The partnership with Panasonic gave Tesla a relationship with an established solar cell and module producer with a proven track record of making those components for the solar panels – and eventually the solar roof – Tesla is making in Buffalo.
Now it's ending.
A Panasonic spokesman said Wednesday said the company will stop production in May and be out of the factory by September.
With the pullout, Tesla will have to rely on the demand for its solar roof to support the 1,500 workers that the company has told state officials it now has in Buffalo. Those workers also make electronic components for Tesla's automotive battery chargers and other products.

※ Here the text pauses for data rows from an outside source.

#[cfg(test)]
mod tests {
    use std::collections::HashMap;

    use super::*;
    use crate::config::{FileExtension, RunStep};
    use crate::sandbox::DirectSandbox;
    use crate::store::MemoryStore;
    use crate::submission::SubmissionRequest;

    // A toolchain that needs nothing but a POSIX shell, so the full
    // pipeline is testable without language runtimes
    fn shell_language() -> Language {
        Language {
            name: "Shell".to_owned(),
            extension: FileExtension::new("sh").unwrap(),
            compile: None,
            run: RunStep {
                command: vec!["/bin/sh".to_owned(), "{source}".to_owned(), "{args}".to_owned()],
                env: HashMap::new(),
                path: "/usr/local/bin:/usr/bin:/bin".to_owned(),
                limits: None,
            },
            derive_class_name: false,
            requires_network_for_build: false,
        }
    }

    fn shell_compiled_language() -> Language {
        Language {
            name: "Compiled shell".to_owned(),
            extension: FileExtension::new("sh").unwrap(),
            compile: Some(crate::config::CompileStep {
                command: vec![
                    "/bin/cp".to_owned(),
                    "{source}".to_owned(),
                    "{output}".to_owned(),
                ],
                source_name: "main.sh".to_owned(),
                output_name: "program".to_owned(),
                artifacts: Vec::new(),
                env: HashMap::new(),
                limits: None,
            }),
            run: RunStep {
                command: vec!["/bin/sh".to_owned(), "{binary}".to_owned()],
                env: HashMap::new(),
                path: "/usr/local/bin:/usr/bin:/bin".to_owned(),
                limits: None,
            },
            derive_class_name: false,
            requires_network_for_build: false,
        }
    }

    fn broken_compiler_language() -> Language {
        let mut lang = shell_compiled_language();
        lang.compile = Some(crate::config::CompileStep {
            command: vec![
                "/bin/sh".to_owned(),
                "-c".to_owned(),
                "echo 'syntax error near line 1' >&2; exit 1".to_owned(),
            ],
            source_name: "main.sh".to_owned(),
            output_name: "program".to_owned(),
            artifacts: Vec::new(),
            env: HashMap::new(),
            limits: None,
        });
        lang
    }

    struct Harness {
        executor: Executor,
        store: Arc<MemoryStore>,
        config: Arc<EngineConfig>,
        _workspace_root: tempfile::TempDir,
    }

    fn harness(languages: Vec<(&str, Language)>) -> Harness {
        let workspace_root = tempfile::tempdir().unwrap();
        let mut config = EngineConfig::empty();
        config.workspace_root = Some(workspace_root.path().to_path_buf());
        // Keep process/memory rlimits off in tests; NPROC counts the whole
        // invoking user and would make results depend on the host
        config.default_limits.max_processes = None;
        config.default_limits.memory_limit = None;
        config.default_limits.stack_limit = None;
        for (key, lang) in languages {
            config.languages.insert(key.to_owned(), lang);
        }
        let config = Arc::new(config);
        let store = Arc::new(MemoryStore::new());

        let executor = Executor::new(
            config.clone(),
            store.clone(),
            Arc::new(DirectSandbox::new()),
            StatusBroadcast::new(),
            CallbackEmitter::new(1000),
        );

        Harness {
            executor,
            store,
            config,
            _workspace_root: workspace_root,
        }
    }

    async fn submit(harness: &Harness, id: SubmissionId, request: SubmissionRequest) {
        let limits = request.limits.clone();
        let submission = Submission::queued(id, format!("tok-{id}"), request, limits);
        harness.store.insert(submission).await.unwrap();
    }

    fn request(language: &str, source: &str) -> SubmissionRequest {
        SubmissionRequest {
            language: language.to_owned(),
            source_code: source.as_bytes().to_vec(),
            ..Default::default()
        }
    }

    #[tokio::test]
    async fn accepted_run_with_stdout() {
        let h = harness(vec![("shell", shell_language())]);
        submit(&h, 1, request("shell", "echo Hello, World!")).await;

        let status = h.executor.execute(1, CancellationToken::new()).await;
        assert_eq!(status, Some(SubmissionStatus::Accepted));

        let record = h.store.get(1).await.unwrap().unwrap();
        assert_eq!(record.status, SubmissionStatus::Accepted);
        assert_eq!(record.stdout.as_deref(), Some(b"Hello, World!\n".as_slice()));
        assert_eq!(record.exit_code, Some(0));
        assert!(record.finished_at.is_some());
        // Resolved limits were persisted
        assert!(record.limits.cpu_time_limit.is_some());
    }

    #[tokio::test]
    async fn stdin_reaches_the_program() {
        let h = harness(vec![("shell", shell_language())]);
        let mut req = request("shell", "read name; echo \"$name!\"");
        req.stdin = b"Alice\n".to_vec();
        submit(&h, 1, req).await;

        h.executor.execute(1, CancellationToken::new()).await;

        let record = h.store.get(1).await.unwrap().unwrap();
        assert_eq!(record.status, SubmissionStatus::Accepted);
        assert_eq!(record.stdout.as_deref(), Some(b"Alice!\n".as_slice()));
    }

    #[tokio::test]
    async fn command_line_arguments_are_spliced() {
        let h = harness(vec![("shell", shell_language())]);
        let mut req = request("shell", "echo \"$1-$2\"");
        req.command_line_arguments = Some("foo bar".to_owned());
        submit(&h, 1, req).await;

        h.executor.execute(1, CancellationToken::new()).await;

        let record = h.store.get(1).await.unwrap().unwrap();
        assert_eq!(record.stdout.as_deref(), Some(b"foo-bar\n".as_slice()));
    }

    #[tokio::test]
    async fn nonzero_exit_is_runtime_error() {
        let h = harness(vec![("shell", shell_language())]);
        submit(&h, 1, request("shell", "exit 3")).await;

        let status = h.executor.execute(1, CancellationToken::new()).await;
        assert_eq!(status, Some(SubmissionStatus::RuntimeError));

        let record = h.store.get(1).await.unwrap().unwrap();
        assert_eq!(record.exit_code, Some(3));
    }

    #[tokio::test]
    async fn signal_is_runtime_error_with_exit_signal() {
        let h = harness(vec![("shell", shell_language())]);
        submit(&h, 1, request("shell", "kill -9 $$")).await;

        let status = h.executor.execute(1, CancellationToken::new()).await;
        assert_eq!(status, Some(SubmissionStatus::RuntimeError));

        let record = h.store.get(1).await.unwrap().unwrap();
        assert_eq!(record.exit_signal, Some(9));
    }

    #[tokio::test]
    async fn wall_limit_is_time_limit_exceeded() {
        let h = harness(vec![("shell", shell_language())]);
        let mut req = request("shell", "sleep 30");
        req.limits = ResourceLimits::none().with_wall_time_limit(0.3);
        submit(&h, 1, req).await;

        let status = h.executor.execute(1, CancellationToken::new()).await;
        assert_eq!(status, Some(SubmissionStatus::TimeLimitExceeded));

        let record = h.store.get(1).await.unwrap().unwrap();
        assert_eq!(record.message.as_deref(), Some("Wall time limit exceeded"));
    }

    #[tokio::test]
    async fn compile_then_run() {
        let h = harness(vec![("cshell", shell_compiled_language())]);
        submit(&h, 1, request("cshell", "echo compiled and ran")).await;

        let status = h.executor.execute(1, CancellationToken::new()).await;
        assert_eq!(status, Some(SubmissionStatus::Accepted));

        let record = h.store.get(1).await.unwrap().unwrap();
        assert_eq!(record.stdout.as_deref(), Some(b"compiled and ran\n".as_slice()));
    }

    #[tokio::test]
    async fn compile_failure_is_compilation_error() {
        let h = harness(vec![("broken", broken_compiler_language())]);
        submit(&h, 1, request("broken", "whatever")).await;

        let status = h.executor.execute(1, CancellationToken::new()).await;
        assert_eq!(status, Some(SubmissionStatus::CompilationError));

        let record = h.store.get(1).await.unwrap().unwrap();
        let compile_output = record.compile_output.unwrap();
        assert!(compile_output.contains("syntax error"));
        // No run ever happened
        assert!(record.stdout.is_none());
        assert!(record.stderr.is_none());
    }

    #[tokio::test]
    async fn unknown_language_is_internal_error() {
        let h = harness(vec![]);
        submit(&h, 1, request("cobol", "DISPLAY 'HI'")).await;

        let status = h.executor.execute(1, CancellationToken::new()).await;
        assert_eq!(status, Some(SubmissionStatus::InternalError));

        let record = h.store.get(1).await.unwrap().unwrap();
        assert!(record.message.unwrap().contains("cobol"));
    }

    #[tokio::test]
    async fn missing_toolchain_is_internal_error() {
        let mut lang = shell_language();
        lang.run.command = vec!["/no/such/interpreter".to_owned(), "{source}".to_owned()];
        let h = harness(vec![("ghost", lang)]);
        submit(&h, 1, request("ghost", "echo hi")).await;

        let status = h.executor.execute(1, CancellationToken::new()).await;
        assert_eq!(status, Some(SubmissionStatus::InternalError));
    }

    #[tokio::test]
    async fn cancellation_before_start_is_cancelled() {
        let h = harness(vec![("shell", shell_language())]);
        submit(&h, 1, request("shell", "echo hi")).await;

        let cancel = CancellationToken::new();
        cancel.cancel();
        let status = h.executor.execute(1, cancel).await;
        assert_eq!(status, Some(SubmissionStatus::Cancelled));

        let record = h.store.get(1).await.unwrap().unwrap();
        assert_eq!(record.message.as_deref(), Some("Execution cancelled"));
    }

    #[tokio::test]
    async fn cancellation_mid_run_is_cancelled() {
        let h = harness(vec![("shell", shell_language())]);
        submit(&h, 1, request("shell", "sleep 30")).await;

        let cancel = CancellationToken::new();
        let trip = cancel.clone();
        tokio::spawn(async move {
            tokio::time::sleep(Duration::from_millis(100)).await;
            trip.cancel();
        });

        let status = h.executor.execute(1, cancel).await;
        assert_eq!(status, Some(SubmissionStatus::Cancelled));
    }

    #[tokio::test]
    async fn number_of_runs_keeps_last_output_and_max_metrics() {
        let h = harness(vec![("shell", shell_language())]);
        // Appends a line to a scratch file per run; the last run sees three
        let mut req = request(
            "shell",
            "echo run >> counter; wc -l < counter | tr -d ' '",
        );
        req.limits = ResourceLimits::none().with_number_of_runs(3);
        submit(&h, 1, req).await;

        let status = h.executor.execute(1, CancellationToken::new()).await;
        assert_eq!(status, Some(SubmissionStatus::Accepted));

        let record = h.store.get(1).await.unwrap().unwrap();
        assert_eq!(record.stdout.as_deref(), Some(b"3\n".as_slice()));
    }

    #[tokio::test]
    async fn expected_output_match_is_accepted() {
        let h = harness(vec![("shell", shell_language())]);
        let mut req = request("shell", "echo 42");
        req.expected_output = Some("42".to_owned());
        submit(&h, 1, req).await;

        let status = h.executor.execute(1, CancellationToken::new()).await;
        assert_eq!(status, Some(SubmissionStatus::Accepted));
    }

    #[tokio::test]
    async fn expected_output_mismatch_is_wrong_answer() {
        let h = harness(vec![("shell", shell_language())]);
        let mut req = request("shell", "echo 41");
        req.expected_output = Some("42".to_owned());
        submit(&h, 1, req).await;

        let status = h.executor.execute(1, CancellationToken::new()).await;
        assert_eq!(status, Some(SubmissionStatus::WrongAnswer));
    }

    #[tokio::test]
    async fn workspace_is_removed_after_terminal() {
        let h = harness(vec![("shell", shell_language())]);
        submit(&h, 1, request("shell", "echo done")).await;
        h.executor.execute(1, CancellationToken::new()).await;

        let root = h.config.workspace_root();
        let leftovers: Vec<_> = std::fs::read_dir(&root)
            .map(|entries| entries.flatten().collect())
            .unwrap_or_default();
        assert!(leftovers.is_empty(), "workspace not cleaned: {leftovers:?}");
    }

    #[tokio::test]
    async fn workspace_is_removed_after_failure() {
        let h = harness(vec![("broken", broken_compiler_language())]);
        submit(&h, 1, request("broken", "x")).await;
        h.executor.execute(1, CancellationToken::new()).await;

        let root = h.config.workspace_root();
        let leftovers: Vec<_> = std::fs::read_dir(&root)
            .map(|entries| entries.flatten().collect())
            .unwrap_or_default();
        assert!(leftovers.is_empty());
    }

    #[tokio::test]
    async fn additional_files_are_available() {
        use base64::Engine as _;
        use std::io::Write as _;

        let mut buf = std::io::Cursor::new(Vec::new());
        {
            let mut writer = zip::ZipWriter::new(&mut buf);
            let options = zip::write::SimpleFileOptions::default();
            writer.start_file("data.txt", options).unwrap();
            writer.write_all(b"from the archive").unwrap();
            writer.finish().unwrap();
        }
        let archive = base64::engine::general_purpose::STANDARD.encode(buf.into_inner());

        let h = harness(vec![("shell", shell_language())]);
        let mut req = request("shell", "cat data.txt");
        req.additional_files = Some(archive);
        submit(&h, 1, req).await;

        let status = h.executor.execute(1, CancellationToken::new()).await;
        assert_eq!(status, Some(SubmissionStatus::Accepted));

        let record = h.store.get(1).await.unwrap().unwrap();
        assert_eq!(record.stdout.as_deref(), Some(b"from the archive".as_slice()));
    }

    // pure helpers

    #[test]
    fn split_words_handles_none_and_spaces() {
        assert!(split_words(None).is_empty());
        assert_eq!(split_words(Some("-O2  -Wall")), vec!["-O2", "-Wall"]);
        assert!(split_words(Some("   ")).is_empty());
    }

    #[test]
    fn output_matches_ignores_trailing_newline() {
        assert!(output_matches(b"42\n", "42"));
        assert!(output_matches(b"42", "42\n"));
        assert!(output_matches(b"a\nb\n", "a\nb"));
        assert!(!output_matches(b"42", "43"));
        assert!(!output_matches(b"42\nextra", "42"));
    }

    #[test]
    fn compile_limits_never_below_user_memory() {
        let user = ResourceLimits::none().with_memory_limit(1_048_576);
        let mut limits = default_compile_limits();
        if let (Some(base), Some(mem)) = (limits.memory_limit, user.memory_limit) {
            limits.memory_limit = Some(base.max(mem));
        }
        assert_eq!(limits.memory_limit, Some(1_048_576));
    }
}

The end of the Panasonic partnership also puts the future of Panasonic's 380 local employees in flux. Tesla is interested in hiring some Panasonic workers, said Panasonic spokesman Alberto Canal. Tesla also said its employment in Buffalo now exceeds the 1,460 mark required to avoid a $41.2 million penalty in April, even without the Panasonic workers.
"This news does not change Tesla’s commitment to growing and investing in Buffalo, nor does it impact the number of jobs at Tesla,” said Joe Mendelson, senior counsel of business and policy development for Tesla Inc. "Indeed, we continue to expand production at Gigafactory New York and are ramping up to manufacture 1,000 solar roofs per week."
But the fate of the Buffalo factory squarely rests on whether that solar roof will be a hit for Tesla. That's the main focus of its solar energy business now, and unless Tesla uses the pullout to diversify its product base in Buffalo beyond the electronic components work it now does, its future is now tied even more closely to the solar roof.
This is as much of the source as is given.